_Exercise details:_ The line containing "the stored document." marks the end; copy exactly all lines from the start of the material up to and including it.

_Entries supplied:_
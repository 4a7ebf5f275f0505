use serde::{Deserialize, Serialize};
use uuid::Uuid;

use super::{present, Checker, FieldErrors, Validate};
use crate::database::models::{ClientRole, HearingDate, HearingStatus};
use crate::sort::parse_date;

const INVALID_DATE: &str = "Invalid date format";

/// Case body for create and update. Field names match the stored document.
#[derive(Debug, Deserialize)]
#[serde(deny_unknown_fields)]
pub struct CaseRequest {
    pub plaintiff: Option<String>,
    pub defendant: Option<String>,
    #[serde(default, deserialize_with = "present")]
    pub plaintiff_id: Option<Option<String>>,
    #[serde(default, deserialize_with = "present")]
    pub defendant_id: Option<Option<String>>,
    #[serde(default, deserialize_with = "present")]
    pub plaintiff_customer_id: Option<Option<String>>,
    #[serde(default, deserialize_with = "present")]
    pub defendant_customer_id: Option<Option<String>>,
    #[serde(default, deserialize_with = "present")]
    pub client_customer_id: Option<Option<String>>,
    #[serde(default, deserialize_with = "present")]
    pub client_role: Option<Option<String>>,
    #[serde(default, deserialize_with = "present")]
    pub court: Option<Option<String>>,
    #[serde(default, deserialize_with = "present")]
    pub judge: Option<Option<String>>,
    #[serde(default, deserialize_with = "present")]
    pub case_number: Option<Option<String>>,
    #[serde(default, deserialize_with = "present")]
    pub amount: Option<Option<String>>,
    #[serde(default, deserialize_with = "present")]
    pub initiation_date: Option<Option<String>>,
    #[serde(default, deserialize_with = "present")]
    pub hearing_date: Option<Option<String>>,
    pub hearing_dates: Option<Vec<HearingDateRequest>>,
    #[serde(default, deserialize_with = "present")]
    pub notes: Option<Option<String>>,
}

#[derive(Debug, Deserialize)]
#[serde(deny_unknown_fields)]
pub struct HearingDateRequest {
    pub date: Option<String>,
    pub notes: Option<String>,
    pub status: Option<HearingStatus>,
}

/// Checked case fields. The party names are always present; for the rest
/// `None` leaves the stored value alone and `Some(None)` clears it.
#[derive(Debug, Clone, Default, Serialize)]
pub struct CaseFields {
    pub plaintiff: String,
    pub defendant: String,
    #[serde(skip_serializing_if = "Option::is_none")]
    pub plaintiff_id: Option<Option<String>>,
    #[serde(skip_serializing_if = "Option::is_none")]
    pub defendant_id: Option<Option<String>>,
    #[serde(skip_serializing_if = "Option::is_none")]
    pub plaintiff_customer_id: Option<Option<Uuid>>,
    #[serde(skip_serializing_if = "Option::is_none")]
    pub defendant_customer_id: Option<Option<Uuid>>,
    #[serde(skip_serializing_if = "Option::is_none")]
    pub client_customer_id: Option<Option<Uuid>>,
    #[serde(skip_serializing_if = "Option::is_none")]
    pub client_role: Option<Option<ClientRole>>,
    #[serde(skip_serializing_if = "Option::is_none")]
    pub court: Option<Option<String>>,
    #[serde(skip_serializing_if = "Option::is_none")]
    pub judge: Option<Option<String>>,
    #[serde(skip_serializing_if = "Option::is_none")]
    pub case_number: Option<Option<String>>,
    #[serde(skip_serializing_if = "Option::is_none")]
    pub amount: Option<Option<String>>,
    #[serde(skip_serializing_if = "Option::is_none")]
    pub initiation_date: Option<Option<String>>,
    #[serde(skip_serializing_if = "Option::is_none")]
    pub hearing_date: Option<Option<String>>,
    #[serde(skip_serializing_if = "Option::is_none")]
    pub hearing_dates: Option<Vec<HearingDate>>,
    #[serde(skip_serializing_if = "Option::is_none")]
    pub notes: Option<Option<String>>,
}

impl CaseFields {
    /// Customer references this body sets, for the same-tenant check.
    pub fn customer_refs(&self) -> Vec<(&'static str, Uuid)> {
        [
            ("plaintiff_customer_id", self.plaintiff_customer_id),
            ("defendant_customer_id", self.defendant_customer_id),
            ("client_customer_id", self.client_customer_id),
        ]
        .into_iter()
        .filter_map(|(field, id)| id.flatten().map(|id| (field, id)))
        .collect()
    }
}

impl Validate for CaseRequest {
    type Output = CaseFields;

    fn validate(self) -> Result<CaseFields, FieldErrors> {
        let mut c = Checker::new();

        let plaintiff = c.required("plaintiff", self.plaintiff.as_deref(), "Plaintiff is required");
        let defendant = c.required("defendant", self.defendant.as_deref(), "Defendant is required");

        let plaintiff_customer_id = customer_ref(&mut c, "plaintiff_customer_id", self.plaintiff_customer_id);
        let defendant_customer_id = customer_ref(&mut c, "defendant_customer_id", self.defendant_customer_id);
        let client_customer_id = customer_ref(&mut c, "client_customer_id", self.client_customer_id);

        let client_role = c.clearable(self.client_role).map(|role| {
            role.and_then(|r| match r.as_str() {
                "plaintiff" => Some(ClientRole::Plaintiff),
                "defendant" => Some(ClientRole::Defendant),
                _ => {
                    c.error("client_role", "Client role must be 'plaintiff' or 'defendant'");
                    None
                }
            })
        });

        let initiation_date = c.clearable(self.initiation_date);
        let hearing_date = c.clearable(self.hearing_date);
        for (field, value) in [("initiation_date", &initiation_date), ("hearing_date", &hearing_date)] {
            if let Some(Some(date)) = value {
                if parse_date(date).is_none() {
                    c.error(field, INVALID_DATE);
                }
            }
        }

        let hearing_dates = self.hearing_dates.map(|entries| {
            entries
                .into_iter()
                .enumerate()
                .map(|(i, entry)| {
                    let date = c.required(&format!("hearing_dates[{}].date", i), entry.date.as_deref(), "Date is required");
                    if !date.is_empty() && parse_date(&date).is_none() {
                        c.error(&format!("hearing_dates[{}].date", i), INVALID_DATE);
                    }
                    HearingDate {
                        date,
                        notes: c.optional(entry.notes.as_deref()),
                        status: entry.status.unwrap_or_default(),
                    }
                })
                .collect()
        });

        let plaintiff_id = c.clearable(self.plaintiff_id);
        let defendant_id = c.clearable(self.defendant_id);
        let court = c.clearable(self.court);
        let judge = c.clearable(self.judge);
        let case_number = c.clearable(self.case_number);
        let amount = c.clearable(self.amount);
        let notes = c.clearable(self.notes);

        c.finish(CaseFields {
            plaintiff,
            defendant,
            plaintiff_id,
            defendant_id,
            plaintiff_customer_id,
            defendant_customer_id,
            client_customer_id,
            client_role,
            court,
            judge,
            case_number,
            amount,
            initiation_date,
            hearing_date,
            hearing_dates,
            notes,
        })
    }
}

fn customer_ref(c: &mut Checker, field: &str, value: Option<Option<String>>) -> Option<Option<Uuid>> {
    c.clearable(value).map(|id| {
        id.and_then(|id| match Uuid::try_parse(&id) {
            Ok(id) => Some(id),
            Err(_) => {
                c.error(field, "Invalid customer reference");
                None
            }
        })
    })
}

#[cfg(test)]
mod tests {
    use super::*;
    use serde_json::json;

    fn check(body: serde_json::Value) -> Result<CaseFields, FieldErrors> {
        serde_json::from_value::<CaseRequest>(body).unwrap().validate()
    }

    #[test]
    fn parties_are_required() {
        let errors = check(json!({ "court": "Tbilisi City Court" })).unwrap_err();
        assert_eq!(errors["plaintiff"], "Plaintiff is required");
        assert_eq!(errors["defendant"], "Defendant is required");
    }

    #[test]
    fn dates_use_the_three_accepted_formats() {
        assert!(check(json!({ "plaintiff": "A", "defendant": "B", "hearing_date": "01.05.2023" })).is_ok());
        let errors = check(json!({ "plaintiff": "A", "defendant": "B", "initiation_date": "2023-02-30" })).unwrap_err();
        assert_eq!(errors["initiation_date"], INVALID_DATE);
    }

    #[test]
    fn client_role_and_references_are_checked() {
        let errors = check(json!({
            "plaintiff": "A", "defendant": "B",
            "client_role": "witness",
            "client_customer_id": "42",
        }))
        .unwrap_err();
        assert!(errors.contains_key("client_role"));
        assert_eq!(errors["client_customer_id"], "Invalid customer reference");
    }

    #[test]
    fn changes_only_carry_sent_fields() {
        let id = Uuid::new_v4();
        let fields = check(json!({
            "plaintiff": "ე\u{301}",
            "defendant": "B",
            "notes": "",
            "plaintiff_customer_id": id.to_string(),
        }))
        .unwrap();
        assert_eq!(fields.customer_refs(), vec![("plaintiff_customer_id", id)]);

        let doc = serde_json::to_value(&fields).unwrap();
        let keys: Vec<&str> = doc.as_object().unwrap().keys().map(String::as_str).collect();
        assert_eq!(keys.len(), 4);
        assert_eq!(doc["notes"], serde_json::Value::Null);
    }

    #[test]
    fn hearing_dates_are_validated_per_entry() {
        let errors = check(json!({
            "plaintiff": "A", "defendant": "B",
            "hearing_dates": [{ "date": "2024-01-10" }, { "date": "tomorrow" }]
        }))
        .unwrap_err();
        assert_eq!(errors["hearing_dates[1].date"], INVALID_DATE);
    }
}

_Answer space:_
repository 4a7ebf5f275f0505
use serde::{Deserialize, Serialize};
use uuid::Uuid;

use super::{present, Checker, FieldErrors, Validate};
use crate::database::models::{ClientRole, HearingDate, HearingStatus};
use crate::sort::parse_date;

const INVALID_DATE: &str = "Invalid date format";

/// Case body for create and update. Field names match the stored document.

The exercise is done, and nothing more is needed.